American alternative rock band

The Refreshments were an alternative rock band from Tempe, Arizona. The band is best known for the single "Banditos" from their 1996 breakthrough album Fizzy Fuzzy Big & Buzzy, and also for "Yahoos and Triangles", the theme song to the long-running animated series King of the Hill. The Refreshments changed their name in 1998 to Roger Clyne and the Peacemakers, with Roger Clyne and P.H. Naffah continuing to tour and play Refreshments songs.

==History==

===Background===
Originally The Mortals in 1992, Roger Clyne and Dustin "Dusty" Denham wanted to continue playing after that band dissolved. They formed The Refreshments in early 1993 and had considered names like "Pop Enema" and "All You Can Eat" before settling on a more conventional name. The original lineup consisted of Clyne (lead vocals, rhythm guitar, harmonica, kazoo), Brian David Blush (lead guitar, backing vocals), Art Edwards (bass guitar, backing vocals), and Denham (drums, percussion, backing vocals). Blush came from a band called August Red, while Denham and Edwards had played together for a short time in a band called the Hanson Brothers.

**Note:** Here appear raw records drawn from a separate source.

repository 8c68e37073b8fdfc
use std::sync::Arc;

pub trait Logger: Send + Sync {
    fn info(&self, message: &str) -> Result<(), Box<dyn std::error::Error + Send + Sync>>;
    fn warn(&self, message: &str) -> Result<(), Box<dyn std::error::Error + Send + Sync>>;
    fn with_namespace(&self, namespace: &str) -> Arc<dyn Logger + Send + Sync>;
}
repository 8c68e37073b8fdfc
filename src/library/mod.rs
pub mod logger;
pub mod state_machine;
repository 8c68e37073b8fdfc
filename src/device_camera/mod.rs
pub mod impl_fake;
pub mod interface;
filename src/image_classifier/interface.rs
use crate::device_camera::interface::Frame;

#[derive(Debug, Clone, PartialEq)]
pub struct Classification {
    pub label: String,
    pub probability: f64,
}

pub trait ImageClassifier {
    /// Prepares the model and returns how many classes it reports.
    fn load(&self) -> Result<usize, Box<dyn std::error::Error + Send + Sync>>;

    /// One probability per class for the given frame.
    fn classify(
        &self,
        frame: &Frame,
    ) -> Result<Vec<Classification>, Box<dyn std::error::Error + Send + Sync>>;
}
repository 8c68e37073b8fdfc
use crate::device_input::interface::{Command, DeviceInput};
use std::io::BufRead;
use std::sync::mpsc;

pub const HELP: &str =
    "keys: w=webcam d=display l=labels i=info s=start/stop c=close notice +=like -=dislike q=quit";

/// Reads one command per line from stdin.
pub struct DeviceInputConsole {}

impl DeviceInputConsole {
    pub fn new() -> Self {
        Self {}
    }
}

impl DeviceInput for DeviceInputConsole {
    fn events(&self) -> mpsc::Receiver<Command> {
        let (tx, rx) = mpsc::channel();

        std::thread::spawn(move || {
            let stdin = std::io::stdin();
            for line in stdin.lock().lines() {
                let Ok(line) = line else {
                    break;
                };
                let Some(command) = parse_command(&line) else {
                    println!("{}", HELP);
                    continue;
                };
                if tx.send(command).is_err() || command == Command::Quit {
                    break;
                }
            }
        });

        rx
    }
}

pub fn parse_command(line: &str) -> Option<Command> {
    match line.trim() {
        "w" => Some(Command::ToggleWebcam),
        "d" => Some(Command::ToggleDisplay),
        "l" => Some(Command::ToggleLabels),
        "i" => Some(Command::ToggleInfo),
        "s" => Some(Command::ToggleSession),
        "c" => Some(Command::CloseNotice),
        "+" => Some(Command::Feedback { liked: true }),
        "-" => Some(Command::Feedback { liked: false }),
        "q" => Some(Command::Quit),
        _ => None,
    }
}

#[cfg(test)]
mod tests {
    use super::*;

    #[test]
    fn test_parse_command() {
        assert_eq!(parse_command(" s\n"), Some(Command::ToggleSession));
        assert_eq!(parse_command("-"), Some(Command::Feedback { liked: false }));
        assert_eq!(parse_command("q"), Some(Command::Quit));
        assert_eq!(parse_command("start"), None);
        assert_eq!(parse_command(""), None);
    }
}
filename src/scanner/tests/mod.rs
mod fixture;
mod run_test;
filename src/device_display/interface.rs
use std::error::Error;

#[derive(Debug, Clone, Copy, PartialEq, Eq, Default)]
pub enum Theme {
    #[default]
    Light,
    Dark,
}

#[derive(Debug, Clone, PartialEq, Eq)]
pub struct Section {
    pub title: String,
    pub lines: Vec<String>,
}

#[derive(Debug, Clone, PartialEq, Eq)]
pub struct Alert {
    pub message: String,
    pub positive: bool,
}

/// Everything the presentation surface shows at one moment.
#[derive(Debug, Clone, PartialEq, Eq, Default)]
pub struct Screen {
    pub header: String,
    pub theme: Theme,
    pub sections: Vec<Section>,
    /// Blocking notice; stays until the user closes it.
    pub notice: Option<String>,
    pub alert: Option<Alert>,
}

impl Screen {
    #[allow(dead_code)]
    pub fn section(&self, title: &str) -> Option<&Section> {
        self.sections.iter().find(|section| section.title == title)
    }
}

pub trait DeviceDisplay: Send + Sync {
    /// Replace whatever is shown with `screen`.
    fn draw(&mut self, screen: &Screen) -> Result<(), Box<dyn Error + Send + Sync>>;
}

In one year the band went from opening for such powerhouse local bands as Dead Hot Workshop and the Gin Blossoms to headlining and packing venues five nights a week. They played in a local Ticketmaster showcase in their hometown of Tempe, AZ and came out the victors. They were then flown to Seattle to perform in the regional showcase and they were again the victors. The national showcase competition culminated at the Hollywood Palladium in Los Angeles in the fall of that year and, The Refreshments were the champions, winning $10,000 in recording time at Bad Animals Studios in Seattle. The band recorded songs at Bad Animals and kept the recordings for future use. The songs were later stolen and leaked online without the band's permission. The Refreshments applied for entry and performed at South by Southwest on March 15, 1996, in Austin, Texas, and were signed to Mercury Records; as a result as well as with manager, Michael Lustig. In 1995, original drummer Dustin "Dusty" Denham departed, and was replaced by Paul "P.H." Naffah, who had played in a local band called Rain Convention.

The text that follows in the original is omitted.